— Aonde vai esta gente toda? — perguntou
alguém, ao ver uma verdadeira massa humana dirigir-se, apressada, ao palácio do
rei.
— O senhor é de fora? — disse o outro.
— Sim.
— Logo vi. Vão todos fazer o que fazem todos os
dias: admirar a beleza da filha do rei.
Juntando-se ao cortejo, o curioso forasteiro
foi conferir essa beleza tão disputada.
Na verdade eram três belezas, pois eram três as
filhas do soberano.
As duas primeiras eram inegavelmente belas. Mas
quando a terceira apareceu, a beleza das outras duas ficou completamente
esmaecida.
Psique era seu nome. Criara-se tamanho fascínio
diante de sua beleza que já estava se formando um culto em sua homenagem.
Alguns exageravam, dizendo que ela seria a própria Vênus, que decidira viver
entre os homens.
Mas ao mesmo tempo em que se homenageava a
deusa, comparando a beleza de Psique à sua, deixavam-se abandonados os seus
templos.
Essa afronta, naturalmente, chegou ao
conhecimento de Vênus, que decidiu vingar-se de alguma maneira daquela mortal.
— Cupido, preciso de sua ajuda! — disse ela um
dia ao filho.
— Pois não, minha mãe — disse o arqueiro
divino.
— Quero que você fira esta mortal com uma de
suas setas.
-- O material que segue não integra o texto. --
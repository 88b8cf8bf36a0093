//! Direct vs streaming mode selection.

use serde::Deserialize;
use std::path::Path;
use tracing::debug;

const BYTES_PER_MB: f64 = 1024.0 * 1024.0;

/// The `enabled` setting: an explicit override or size-based `auto`.
#[derive(Debug, Clone, Copy, PartialEq, Eq, Default, Deserialize)]
#[serde(try_from = "RawStreamingMode")]
pub enum StreamingMode {
    #[default]
    Auto,
    Always,
    Never,
}

/// Accepts `auto`, `true`/`false`, and their string spellings.
#[derive(Deserialize)]
#[serde(untagged)]
enum RawStreamingMode {
    Flag(bool),
    Keyword(String),
}

impl TryFrom<RawStreamingMode> for StreamingMode {
    type Error = String;

    fn try_from(raw: RawStreamingMode) -> Result<Self, Self::Error> {
        match raw {
            RawStreamingMode::Flag(true) => Ok(StreamingMode::Always),
            RawStreamingMode::Flag(false) => Ok(StreamingMode::Never),
            RawStreamingMode::Keyword(word) => match word.to_lowercase().as_str() {
                "auto" => Ok(StreamingMode::Auto),
                "true" | "always" | "on" => Ok(StreamingMode::Always),
                "false" | "never" | "off" => Ok(StreamingMode::Never),
                other => Err(format!(
                    "invalid streaming mode `{}`: expected auto, true or false",
                    other
                )),
            },
        }
    }
}

/// How an open source is backed.
#[derive(Debug, Clone, Copy, PartialEq, Eq)]
pub enum SourceMode {
    /// Whole file held in memory.
    Direct,
    /// Line index plus windowed reads.
    Streaming,
}

/// Decide whether `path` should be streamed.
///
/// Only stats the file. A file that cannot be stat'd is left to direct mode,
/// which will surface the I/O error when it tries to load.
pub fn should_stream(path: &Path, threshold_mb: f64, mode: StreamingMode) -> bool {
    match mode {
        StreamingMode::Always => true,
        StreamingMode::Never => false,
        StreamingMode::Auto => match std::fs::metadata(path) {
            Ok(meta) => meta.len() as f64 / BYTES_PER_MB > threshold_mb,
            Err(e) => {
                debug!(path = %path.display(), error = %e, "cannot stat file, using direct mode");
                false
            }
        },
    }
}

#[cfg(test)]
mod tests {
    use super::*;
    use tempfile::NamedTempFile;

    fn sized_file(bytes: u64) -> NamedTempFile {
        let temp_file = NamedTempFile::new().unwrap();
        temp_file.as_file().set_len(bytes).unwrap();
        temp_file
    }

    #[test]
    fn test_auto_below_threshold_is_direct() {
        let temp_file = sized_file(5 * 1024 * 1024);
        assert!(!should_stream(temp_file.path(), 10.0, StreamingMode::Auto));
    }

    #[test]
    fn test_override_forces_streaming() {
        let temp_file = sized_file(5 * 1024 * 1024);
        assert!(should_stream(temp_file.path(), 10.0, StreamingMode::Always));
    }

    #[test]
    fn test_auto_above_threshold_streams() {
        let temp_file = sized_file(2 * 1024 * 1024);
        assert!(should_stream(temp_file.path(), 1.0, StreamingMode::Auto));
        assert!(!should_stream(temp_file.path(), 1.0, StreamingMode::Never));
    }

    #[test]
    fn test_missing_file_is_direct() {
        assert!(!should_stream(
            Path::new("/no/such/file.jsonl"),
            0.0,
            StreamingMode::Auto
        ));
    }

    #[test]
    fn test_mode_from_raw() {
        assert_eq!(
            StreamingMode::try_from(RawStreamingMode::Flag(true)),
            Ok(StreamingMode::Always)
        );
        assert_eq!(
            StreamingMode::try_from(RawStreamingMode::Keyword("AUTO".into())),
            Ok(StreamingMode::Auto)
        );
        assert_eq!(
            StreamingMode::try_from(RawStreamingMode::Keyword("off".into())),
            Ok(StreamingMode::Never)
        );
        assert!(StreamingMode::try_from(RawStreamingMode::Keyword("sometimes".into())).is_err());
    }
}
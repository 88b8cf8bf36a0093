//! Tail mode: poll a source for growth on a background thread.

use std::sync::mpsc::{channel, Receiver, Sender};
use std::sync::{Arc, Mutex, TryLockError};
use std::thread::{self, JoinHandle};
use std::time::Duration;

use tracing::{trace, warn};

use crate::cancel::CancelToken;
use crate::source::{Refresh, SourceHandle};

/// Change notification from a [`TailFollower`].
#[derive(Debug, Clone, PartialEq, Eq)]
pub enum TailEvent {
    Grew {
        previous_lines: usize,
        total_lines: usize,
    },
    Rebuilt {
        total_lines: usize,
    },
    Error(String),
}

impl From<Refresh> for TailEvent {
    fn from(refresh: Refresh) -> Self {
        match refresh {
            Refresh::Grew {
                previous_lines,
                total_lines,
            } => TailEvent::Grew {
                previous_lines,
                total_lines,
            },
            Refresh::Rebuilt { total_lines } => TailEvent::Rebuilt { total_lines },
        }
    }
}

/// Repeating refresh of a shared source.
///
/// One thread, so ticks never overlap. A tick that finds the source locked
/// by the consumer is skipped rather than queued.
pub struct TailFollower {
    cancel: CancelToken,
    handle: Option<JoinHandle<()>>,
    receiver: Receiver<TailEvent>,
}

impl TailFollower {
    pub fn start(source: Arc<Mutex<SourceHandle>>, interval: Duration) -> Self {
        let (tx, rx) = channel();
        let cancel = CancelToken::new();
        let token = cancel.clone();

        let handle = thread::spawn(move || {
            while token.sleep(interval) {
                if !tick(&source, &tx) {
                    break;
                }
            }
        });

        Self {
            cancel,
            handle: Some(handle),
            receiver: rx,
        }
    }

    /// Next pending event, without blocking.
    pub fn try_recv(&self) -> Option<TailEvent> {
        self.receiver.try_recv().ok()
    }

    pub fn is_running(&self) -> bool {
        self.handle.as_ref().is_some_and(|h| !h.is_finished())
    }

    /// Cancel and wait for the polling thread. No tick runs after this
    /// returns. Idempotent.
    pub fn stop(&mut self) {
        self.cancel.cancel();
        if let Some(handle) = self.handle.take() {
            if handle.join().is_err() {
                warn!("tail thread panicked");
            }
        }
    }
}

impl Drop for TailFollower {
    fn drop(&mut self) {
        self.stop();
    }
}

/// One poll. Returns `false` when following should end.
fn tick(source: &Mutex<SourceHandle>, tx: &Sender<TailEvent>) -> bool {
    let mut source = match source.try_lock() {
        Ok(source) => source,
        Err(TryLockError::WouldBlock) => {
            trace!("source busy, skipping tail tick");
            return true;
        }
        Err(TryLockError::Poisoned(_)) => {
            warn!("source lock poisoned, stopping tail");
            let _ = tx.send(TailEvent::Error("source lock poisoned".to_string()));
            return false;
        }
    };

    match source.refresh() {
        Ok(Some(refresh)) => {
            let _ = tx.send(refresh.into());
        }
        Ok(None) => {}
        Err(e) => {
            warn!(path = %source.path().display(), error = %e, "tail refresh failed");
            let _ = tx.send(TailEvent::Error(e.to_string()));
        }
    }
    true
}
Quero que Psique seja destinada ao ser mais monstruoso que possa
existir, de tal sorte que sua infelicidade exceda à da mulher mais desgraçada
do mundo.
Cupido, sempre obediente, partiu para cumprir
sua missão.
Ao cair da noite o jovem entrou no quarto onde a
jovem Psique dormia e apontou para ela um de seus dardos mais afiados, depois
de embebê-lo no filtro do amor.
Quando Cupido já tinha a seta apontada para o
peito da jovem, foi surpreendido por um gesto abrupto dela. Ao afastar os
cabelos do rosto, a jovem involuntariamente esbarrou com a mão no braço de
Cupido, que acabou ferindo-se levemente com sua própria seta.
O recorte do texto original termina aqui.